In the British light-heavyweight division of quality, Lyndon Arthur has a story of extremes.
Arthur fights for a version of the world title on Friday night in Bolton, in a rare terrestrial television excursion for the old game. When Channel 5 show the fight live, Arthur will be the most-watched British boxer of the year. Arthur, however, is not a man seeking the limelight that fuels so many fighters in the modern business. Arthur is about getting the job done, getting the win and securing a future he once could have only dreamed about.
It is a fitting irony that Arthur’s greatest win was behind closed doors in the silent heart of the darkest Covid days; fewer than 50 people watched him beat Anthony Yarde in late 2020. It was a magnificent fight; Arthur was unbeaten in 17, Yarde had just the one loss, he was the puncher and the heavy betting favourite. They fought to a 12-round standstill in the sterile hall that night. Arthur deserved the nod.
On Friday, in Bolton, Arthur faces another proven puncher in Argentina’s Braian Nahuel Suarez who has stopped or knocked out 17 of the 18 men he has beaten. Yarde had nearly identical statistics, with 19 men stopped in his 20 wins before their fight. Yarde, incidentally, won the rematch the following year.
Arthur clearly knows how to survive against dangerous punchers. Survival, in all fairness, is one of Arthur’s specialities on both sides of the ropes and that runs in his fighting family.
In 1992, under a feverish canopy of expectation, Pat Barrett fought for the WBO welterweight title against a great spoiler and massively underappreciated boxer called Manning Galloway. Going in, Barrett had lost just once in his 34 fights and there were enough showreel knockouts to make him the favourite. The venue was the G-Mex in the centre of Manchester. Barrett got it wrong on the night, got involved, dropped his plans and lost a scrappy fight. Barrett also came in three pounds light; it was not a good night, but he remains strong in all conversations about the best British fighters to never win a world title.

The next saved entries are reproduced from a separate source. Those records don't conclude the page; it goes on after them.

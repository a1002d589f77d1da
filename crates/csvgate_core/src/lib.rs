//! # csvgate Core
//!
//! Core data structures shared by the csvgate loader, validator and server.
//!
//! An uploaded CSV file is turned into a [`Dataset`] by the loader, checked by a
//! [`DatasetValidator`], and the outcome is reported as a [`ValidationResult`]
//! that serializes directly into the JSON body returned to the uploader.
//!
//! ## Key Concepts
//!
//! - **Dataset**: normalized header plus rows of [`CellValue`]s
//! - **ValidationError**: one structural or row-level finding
//! - **ValidationResult**: pass/fail verdict with its ordered list of findings
//!
//! ## Example
//!
//! ```rust
//! use csvgate_core::{CellValue, DatasetBuilder};
//!
//! let dataset = DatasetBuilder::new(["id", "email", "age"])
//!     .row(["1", "ada@example.com", "36"])
//!     .row(["2", "", "41"])
//!     .build();
//!
//! assert_eq!(dataset.len(), 2);
//! assert!(dataset.has_column("email"));
//! assert_eq!(dataset.rows()[1].get("email"), &CellValue::Missing);
//! ```

pub mod builder;
pub mod dataset;
pub mod report;
pub mod validator;

pub use builder::*;
pub use dataset::*;
pub use report::*;
pub use validator::*;
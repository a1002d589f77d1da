//! # csvgate Validator
//!
//! Validation engine for uploaded CSV files. This crate checks a loaded
//! [`Dataset`](csvgate_core::Dataset) against the fixed upload rules:
//!
//! - Schema validation (columns `id`, `email`, `age` must be present)
//! - Volume validation (more than 10 data rows)
//! - Row validation (non-blank email, age within 18–100)
//!
//! ## Example
//!
//! ```rust
//! use csvgate_validator::validate;
//!
//! let dataset = csvgate_core::DatasetBuilder::new(["id", "email"])
//!     .row(["1", "ada@example.com"])
//!     .build();
//!
//! let result = validate(&dataset);
//!
//! if result.passed() {
//!     println!("Validation passed!");
//! } else {
//!     for error in &result.errors {
//!         println!("Error: {}", error);
//!     }
//! }
//! ```

mod engine;
mod rows;
mod schema;

pub use engine::*;
pub use rows::*;
pub use schema::*;
//! Main validation engine.
//!
//! This module provides the `CsvValidator` that runs the structural checks
//! and, when they pass, the row checks, then assembles the final result.

use crate::{RowValidator, SchemaValidator};
use csvgate_core::{Dataset, DatasetValidator, ValidationResult};
use std::time::Instant;
use tracing::debug;

/// Validation engine for uploaded CSV datasets.
///
/// Validation happens in two stages. Structural checks (required columns,
/// minimum volume) short-circuit with a single error; otherwise every row is
/// checked and all findings are collected.
///
/// # Example
///
/// ```rust
/// use csvgate_core::{DatasetBuilder, DatasetValidator, Status};
/// use csvgate_validator::CsvValidator;
///
/// let dataset = DatasetBuilder::new(["id", "email", "age"])
///     .repeat_row(&["1", "ada@example.com", "36"], 11)
///     .build();
///
/// let result = CsvValidator::new().validate(&dataset);
/// assert_eq!(result.status, Status::Pass);
/// ```
pub struct CsvValidator {
    schema_validator: SchemaValidator,
    row_validator: RowValidator,
}

impl CsvValidator {
    /// Creates a new validator.
    pub fn new() -> Self {
        Self {
            schema_validator: SchemaValidator::new(),
            row_validator: RowValidator::new(),
        }
    }

    /// Validates a dataset.
    ///
    /// # Arguments
    ///
    /// * `dataset` - The loaded upload
    ///
    /// # Returns
    ///
    /// A `ValidationResult` whose status is `fail` exactly when it holds errors.
    pub fn run(&self, dataset: &Dataset) -> ValidationResult {
        let start = Instant::now();

        // 1. Structural checks (fail fast)
        if let Some(result) = self.schema_validator.validate(dataset) {
            debug!(
                "Structural check failed after {} µs",
                start.elapsed().as_micros()
            );
            return result;
        }

        // 2. Row checks
        let errors = self.row_validator.validate(dataset);

        // 3. Verdict
        let result = ValidationResult::from_errors(errors);
        debug!(
            "Validated {} rows in {} µs: {}",
            dataset.len(),
            start.elapsed().as_micros(),
            result.status
        );
        result
    }
}

impl Default for CsvValidator {
    fn default() -> Self {
        Self::new()
    }
}

impl DatasetValidator for CsvValidator {
    fn validate(&self, dataset: &Dataset) -> ValidationResult {
        self.run(dataset)
    }
}

/// Validates a dataset with the standard rule set.
pub fn validate(dataset: &Dataset) -> ValidationResult {
    CsvValidator::new().run(dataset)
}

#[cfg(test)]
mod tests {
    use super::*;
    use crate::{AGE_FORMAT_MESSAGE, AGE_RANGE_MESSAGE, EMAIL_MISSING_MESSAGE};
    use csvgate_core::{DatasetBuilder, Status, ValidationError};
    use pretty_assertions::assert_eq;

    fn valid_builder(rows: usize) -> DatasetBuilder {
        let mut builder = DatasetBuilder::new(["id", "email", "age"]);
        for i in 0..rows {
            let id = (i + 1).to_string();
            let email = format!("user{}@example.com", i + 1);
            let age = (18 + i * 7 % 83).to_string();
            builder = builder.row([id, email, age]);
        }
        builder
    }

    #[test]
    fn test_valid_data() {
        let result = validate(&valid_builder(11).build());
        assert_eq!(result, ValidationResult::pass());
    }

    #[test]
    fn test_structural_failure_skips_rows() {
        let dataset = DatasetBuilder::new(["id", "email", "age"])
            .repeat_row(&["1", "", "abc"], 10)
            .build();

        let result = validate(&dataset);
        assert_eq!(result.status, Status::Fail);
        assert_eq!(result.errors.len(), 1);
        assert!(result.errors[0].is_structural());
    }

    #[test]
    fn test_row_errors_collected() {
        let dataset = valid_builder(11)
            .row(["12", "x@y.z", "abc"])
            .row(["13", "x@y.z", "150"])
            .row(["14", "  ", "30"])
            .build();

        let result = validate(&dataset);
        assert_eq!(result.status, Status::Fail);
        assert_eq!(
            result.errors,
            vec![
                ValidationError::row(12, Some("12".into()), "age", AGE_FORMAT_MESSAGE),
                ValidationError::row(13, Some("13".into()), "age", AGE_RANGE_MESSAGE),
                ValidationError::row(14, Some("14".into()), "email", EMAIL_MISSING_MESSAGE),
            ]
        );
    }

    #[test]
    fn test_trait_dispatch() {
        let validator: Box<dyn DatasetValidator> = Box::new(CsvValidator::new());
        let result = validator.validate(&valid_builder(11).build());
        assert!(result.passed());
    }

    #[test]
    fn test_idempotent() {
        let dataset = valid_builder(11).row(["x", "", "7"]).build();
        let validator = CsvValidator::new();
        assert_eq!(validator.run(&dataset), validator.run(&dataset));
    }
}
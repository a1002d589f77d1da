//! Builder pattern for creating datasets.
//!
//! Mostly useful in tests and when a caller already holds tabular data that
//! did not come from a CSV file.

use crate::{CellValue, Dataset, Row};

/// Builder for creating a [`Dataset`] row by row.
///
/// Column names are normalized the same way the loader normalizes a CSV
/// header (trimmed, lowercased). Values are assigned to columns by position;
/// a row shorter than the header leaves the remaining cells missing and extra
/// values are dropped.
///
/// # Example
///
/// ```rust
/// use csvgate_core::DatasetBuilder;
///
/// let dataset = DatasetBuilder::new([" ID ", "Email", "AGE"])
///     .row(["1", "ada@example.com", "36"])
///     .build();
///
/// assert_eq!(dataset.columns(), ["id", "email", "age"]);
/// ```
#[derive(Debug, Default)]
pub struct DatasetBuilder {
    columns: Vec<String>,
    rows: Vec<Row>,
}

impl DatasetBuilder {
    /// Creates a builder with the given header.
    pub fn new<I, S>(columns: I) -> Self
    where
        I: IntoIterator<Item = S>,
        S: AsRef<str>,
    {
        Self {
            columns: columns
                .into_iter()
                .map(|c| normalize_column(c.as_ref()))
                .collect(),
            rows: Vec::new(),
        }
    }

    /// Adds a row of raw cell values, matched to the header by position.
    pub fn row<I, V>(mut self, values: I) -> Self
    where
        I: IntoIterator<Item = V>,
        V: Into<CellValue>,
    {
        let row = self
            .columns
            .iter()
            .cloned()
            .zip(values.into_iter().map(Into::<CellValue>::into))
            .collect();
        self.rows.push(row);
        self
    }

    /// Adds `count` copies of the same row.
    pub fn repeat_row<V>(mut self, values: &[V], count: usize) -> Self
    where
        V: Clone + Into<CellValue>,
    {
        for _ in 0..count {
            self = self.row(values.iter().cloned());
        }
        self
    }

    /// Builds the dataset.
    pub fn build(self) -> Dataset {
        Dataset::new(self.columns, self.rows)
    }
}

/// Normalizes a header name: surrounding whitespace trimmed, lowercased.
pub fn normalize_column(name: &str) -> String {
    name.trim().to_lowercase()
}

#[cfg(test)]
mod tests {
    use super::*;

    #[test]
    fn test_normalize_column() {
        assert_eq!(normalize_column("  Email "), "email");
        assert_eq!(normalize_column("AGE"), "age");
        assert_eq!(normalize_column("id"), "id");
    }

    #[test]
    fn test_short_row_leaves_cells_missing() {
        let dataset = DatasetBuilder::new(["id", "email", "age"])
            .row(["1"])
            .build();

        let row = &dataset.rows()[0];
        assert_eq!(row.get("id").as_text(), Some("1"));
        assert!(row.get("email").is_missing());
        assert!(row.get("age").is_missing());
    }

    #[test]
    fn test_repeat_row() {
        let dataset = DatasetBuilder::new(["id"]).repeat_row(&["x"], 4).build();
        assert_eq!(dataset.len(), 4);
    }
}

Barrett is Arthur’s uncle, and he is also his trainer and, more importantly, he is Arthur’s salvation. When Arthur was 17, he had lost his way and in the streets near the ancient Collyhurst and Moston gym, that is a bad way to lose. One day, Arthur’s mother called Barrett and asked him to find her boy; Barrett did find him. Lyndon Arthur was sitting on the kerb where his brother, Zennen, had been shot and killed. Barrett took the broken kid in; he stayed two weeks, and he was slowly introduced to the boxing club. Zennen had been a boxer before his death five or six years earlier. It was a tight and bloody family affair once Lyndon Arthur was in the gym, and it was also emotional and necessary.
In the gym, Brian Hughes, the great trainer and boxing mind, saw the promise in Arthur; the problem was that Arthur never saw the promise in Arthur. He would arrive at the gym high, stinking of dope and still train. Barrett had to eventually have the chat, the one about options.

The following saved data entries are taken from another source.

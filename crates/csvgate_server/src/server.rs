//! # HTTP Server
//!
//! Combines the upload and health routers with CORS, request tracing and the
//! upload size limit.

use std::net::SocketAddr;
use std::sync::Arc;

use axum::Router;
use axum::extract::DefaultBodyLimit;
use axum::http::HeaderValue;
use tokio::net::TcpListener;
use tower_http::cors::{AllowHeaders, AllowMethods, AllowOrigin, Any, CorsLayer};
use tower_http::trace::TraceLayer;
use tracing::{info, warn};

use crate::config::ServerConfig;
use crate::routes::{ValidateState, health_routes, validate_routes};
use crate::{Result, ServerError};

/// HTTP server for the upload validator
pub struct HttpServer {
    config: ServerConfig,
    router: Router,
}

impl HttpServer {
    /// Create a new HTTP server with default configuration
    pub fn new() -> Self {
        Self::with_config(ServerConfig::default())
    }

    /// Create a new HTTP server with custom configuration
    pub fn with_config(config: ServerConfig) -> Self {
        Self::with_state(config, ValidateState::default())
    }

    /// Create a new HTTP server around a specific validation state
    pub fn with_state(config: ServerConfig, state: ValidateState) -> Self {
        let router = Self::build_router(&config, Arc::new(state));
        Self { config, router }
    }

    /// Build the combined router with all endpoints
    fn build_router(config: &ServerConfig, state: Arc<ValidateState>) -> Router {
        Router::new()
            .merge(health_routes())
            .merge(validate_routes(state))
            .layer(DefaultBodyLimit::max(config.max_upload_bytes))
            .layer(cors_layer(&config.cors_origins))
            .layer(TraceLayer::new_for_http())
    }

    /// Get the socket address
    pub fn socket_addr(&self) -> String {
        self.config.socket_addr()
    }

    /// Get the router (for testing)
    pub fn router(self) -> Router {
        self.router
    }

    /// Start the HTTP server and serve until the process is stopped
    pub async fn start(self) -> Result<()> {
        let addr: SocketAddr = self
            .config
            .socket_addr()
            .parse()
            .map_err(|_| ServerError::InvalidAddress(self.config.socket_addr()))?;

        let listener = TcpListener::bind(addr).await?;
        info!("csvgate listening on http://{}", addr);
        info!("Upload endpoint: POST http://{}/validate", addr);

        axum::serve(listener, self.router).await?;

        Ok(())
    }
}

impl Default for HttpServer {
    fn default() -> Self {
        Self::new()
    }
}

/// Builds the CORS layer.
///
/// With no configured origins, or a `*` entry, any origin is allowed without
/// credentials. Otherwise only the listed origins are allowed, with
/// credentials, and the requested method and headers are mirrored back.
fn cors_layer(origins: &[String]) -> CorsLayer {
    if origins.is_empty() || origins.iter().any(|origin| origin.trim() == "*") {
        return CorsLayer::new()
            .allow_origin(Any)
            .allow_methods(Any)
            .allow_headers(Any);
    }

    CorsLayer::new()
        .allow_origin(AllowOrigin::list(parse_origins(origins)))
        .allow_methods(AllowMethods::mirror_request())
        .allow_headers(AllowHeaders::mirror_request())
        .allow_credentials(true)
}

/// Converts configured origins to header values, skipping invalid entries.
fn parse_origins(origins: &[String]) -> Vec<HeaderValue> {
    origins
        .iter()
        .filter_map(|origin| match HeaderValue::from_str(origin.trim()) {
            Ok(value) => Some(value),
            Err(_) => {
                warn!("Ignoring invalid CORS origin: {:?}", origin);
                None
            }
        })
        .collect()
}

It is the chat about there being just one option; Barrett told Arthur to give it six months, dedicate his life for six months and see. “He can fight, he could be good,” Hughes, the maverick told Barrett. It was Arthur’s choice and he listened, made the England squad, mastered his trade and turned professional.
Hughes, often known as the Godfather of Manchester Boxing, died last year. He knew about Lyndon’s progress.
Barrett and Arthur are still in the Collyhurst and Moston gym, working in the shadow of a large portrait of Hughes. It is a gym closer to a shrine, a sanctuary from the dangers outside the doors, than it is a boxing gym. Hughes and now his greatest protege, Barrett, are in the business of saving souls. There is nowhere like the gym that Brian built anywhere else in Britain – and I know, I have searched and searched.
Now Arthur is part of an elite group of British light-heavyweights and each one of them is arguably in the world’s top 10; Callum Smith, Yarde, Dan Azeez, Craig Richards, Joshua Buatsi and Arthur. “It would be great to create a super-six tournament and fight each other – the best against the best. Why not?” Arthur said.
First, it’s Bolton and Suarez; win that and he can keep his remarkable dreams alive.